** Dataset follows **
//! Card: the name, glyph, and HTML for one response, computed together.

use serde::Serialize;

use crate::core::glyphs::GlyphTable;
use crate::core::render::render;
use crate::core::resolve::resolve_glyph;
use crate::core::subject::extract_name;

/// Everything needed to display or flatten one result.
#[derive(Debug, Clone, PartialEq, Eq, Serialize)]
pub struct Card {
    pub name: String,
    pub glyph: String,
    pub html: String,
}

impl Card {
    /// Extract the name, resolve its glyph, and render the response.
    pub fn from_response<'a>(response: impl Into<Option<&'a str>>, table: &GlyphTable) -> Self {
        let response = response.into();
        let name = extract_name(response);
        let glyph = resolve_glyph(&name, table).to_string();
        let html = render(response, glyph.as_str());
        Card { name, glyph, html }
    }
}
** End of Dataset **
** Dataset follows **
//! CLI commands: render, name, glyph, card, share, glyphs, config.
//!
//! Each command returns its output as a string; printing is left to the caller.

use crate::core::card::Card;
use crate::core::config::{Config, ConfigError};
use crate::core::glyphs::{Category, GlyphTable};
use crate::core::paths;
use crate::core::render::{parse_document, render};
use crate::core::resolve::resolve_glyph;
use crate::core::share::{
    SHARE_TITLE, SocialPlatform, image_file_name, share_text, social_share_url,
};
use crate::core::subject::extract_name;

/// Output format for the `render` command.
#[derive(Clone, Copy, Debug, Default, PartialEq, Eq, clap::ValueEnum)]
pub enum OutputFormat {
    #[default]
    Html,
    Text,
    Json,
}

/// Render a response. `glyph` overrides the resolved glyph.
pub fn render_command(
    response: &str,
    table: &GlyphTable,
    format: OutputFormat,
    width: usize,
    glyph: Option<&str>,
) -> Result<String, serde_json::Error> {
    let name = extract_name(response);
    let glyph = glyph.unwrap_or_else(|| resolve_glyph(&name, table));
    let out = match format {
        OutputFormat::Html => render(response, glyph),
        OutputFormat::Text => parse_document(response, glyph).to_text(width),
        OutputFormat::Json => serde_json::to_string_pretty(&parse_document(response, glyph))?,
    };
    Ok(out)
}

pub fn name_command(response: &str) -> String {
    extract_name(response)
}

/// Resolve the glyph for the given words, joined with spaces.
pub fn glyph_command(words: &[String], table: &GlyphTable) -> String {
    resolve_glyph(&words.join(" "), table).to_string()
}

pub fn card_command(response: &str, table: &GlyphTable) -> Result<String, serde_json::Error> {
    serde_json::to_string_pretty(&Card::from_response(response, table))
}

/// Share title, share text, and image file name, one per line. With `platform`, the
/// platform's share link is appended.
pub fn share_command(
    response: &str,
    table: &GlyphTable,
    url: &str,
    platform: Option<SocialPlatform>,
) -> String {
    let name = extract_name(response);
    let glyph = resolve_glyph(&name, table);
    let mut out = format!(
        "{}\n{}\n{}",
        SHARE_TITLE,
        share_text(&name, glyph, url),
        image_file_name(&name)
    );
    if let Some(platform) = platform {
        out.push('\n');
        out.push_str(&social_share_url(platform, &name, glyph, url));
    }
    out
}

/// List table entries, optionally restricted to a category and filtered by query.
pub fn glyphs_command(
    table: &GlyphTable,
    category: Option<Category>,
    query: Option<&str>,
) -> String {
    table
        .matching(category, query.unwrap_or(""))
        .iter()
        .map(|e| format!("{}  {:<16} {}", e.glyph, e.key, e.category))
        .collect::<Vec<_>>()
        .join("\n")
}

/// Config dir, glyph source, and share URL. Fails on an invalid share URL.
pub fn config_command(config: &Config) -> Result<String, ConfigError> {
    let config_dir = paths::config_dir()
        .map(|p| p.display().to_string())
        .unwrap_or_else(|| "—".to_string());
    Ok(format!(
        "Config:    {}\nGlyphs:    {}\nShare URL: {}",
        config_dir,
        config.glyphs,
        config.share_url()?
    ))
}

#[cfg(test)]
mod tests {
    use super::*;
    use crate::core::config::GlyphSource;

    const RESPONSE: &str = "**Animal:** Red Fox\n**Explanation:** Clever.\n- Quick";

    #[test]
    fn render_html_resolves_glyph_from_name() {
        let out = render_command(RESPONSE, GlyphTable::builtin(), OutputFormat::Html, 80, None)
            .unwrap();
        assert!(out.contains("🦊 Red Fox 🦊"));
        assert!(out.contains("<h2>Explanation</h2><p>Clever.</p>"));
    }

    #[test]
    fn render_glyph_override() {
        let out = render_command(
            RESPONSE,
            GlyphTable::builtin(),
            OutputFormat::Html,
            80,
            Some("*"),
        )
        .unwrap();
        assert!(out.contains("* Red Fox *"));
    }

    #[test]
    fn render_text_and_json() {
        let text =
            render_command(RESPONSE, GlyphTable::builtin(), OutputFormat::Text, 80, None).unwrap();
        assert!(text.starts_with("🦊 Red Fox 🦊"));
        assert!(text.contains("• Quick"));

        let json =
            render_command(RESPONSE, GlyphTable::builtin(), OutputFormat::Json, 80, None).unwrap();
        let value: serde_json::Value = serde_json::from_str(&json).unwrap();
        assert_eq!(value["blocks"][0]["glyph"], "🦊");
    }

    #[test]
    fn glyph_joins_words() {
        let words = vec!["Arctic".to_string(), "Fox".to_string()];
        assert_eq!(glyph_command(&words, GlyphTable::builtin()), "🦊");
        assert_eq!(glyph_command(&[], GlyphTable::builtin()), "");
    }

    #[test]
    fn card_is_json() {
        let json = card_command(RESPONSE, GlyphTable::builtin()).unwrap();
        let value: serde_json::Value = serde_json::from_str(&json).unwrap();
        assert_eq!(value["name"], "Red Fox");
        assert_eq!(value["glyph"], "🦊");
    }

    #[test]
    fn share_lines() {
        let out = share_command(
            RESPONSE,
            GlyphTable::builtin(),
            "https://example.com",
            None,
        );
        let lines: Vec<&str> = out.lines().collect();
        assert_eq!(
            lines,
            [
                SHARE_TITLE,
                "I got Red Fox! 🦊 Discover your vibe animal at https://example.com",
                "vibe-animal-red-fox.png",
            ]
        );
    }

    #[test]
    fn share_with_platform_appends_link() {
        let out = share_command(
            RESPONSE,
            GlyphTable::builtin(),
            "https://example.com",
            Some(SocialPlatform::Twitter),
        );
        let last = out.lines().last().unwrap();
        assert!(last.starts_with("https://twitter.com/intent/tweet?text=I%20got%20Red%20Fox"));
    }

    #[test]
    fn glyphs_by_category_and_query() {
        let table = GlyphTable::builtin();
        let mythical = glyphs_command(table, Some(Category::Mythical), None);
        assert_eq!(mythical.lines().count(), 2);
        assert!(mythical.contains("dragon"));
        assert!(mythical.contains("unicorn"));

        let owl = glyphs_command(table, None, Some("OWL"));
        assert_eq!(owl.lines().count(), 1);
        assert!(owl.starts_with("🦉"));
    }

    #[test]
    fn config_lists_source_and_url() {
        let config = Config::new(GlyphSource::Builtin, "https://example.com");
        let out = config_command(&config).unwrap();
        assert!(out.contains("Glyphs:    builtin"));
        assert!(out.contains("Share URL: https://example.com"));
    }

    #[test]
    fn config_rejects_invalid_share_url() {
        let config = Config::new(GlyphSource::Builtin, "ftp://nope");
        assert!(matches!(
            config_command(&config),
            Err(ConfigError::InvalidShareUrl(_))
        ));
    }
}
** End of Dataset **
[About this exercise] The result is a copy of every line above where the word "count" shows up.

[Solution]
        assert_eq!(mythical.lines().count(), 2);
        assert_eq!(owl.lines().count(), 1);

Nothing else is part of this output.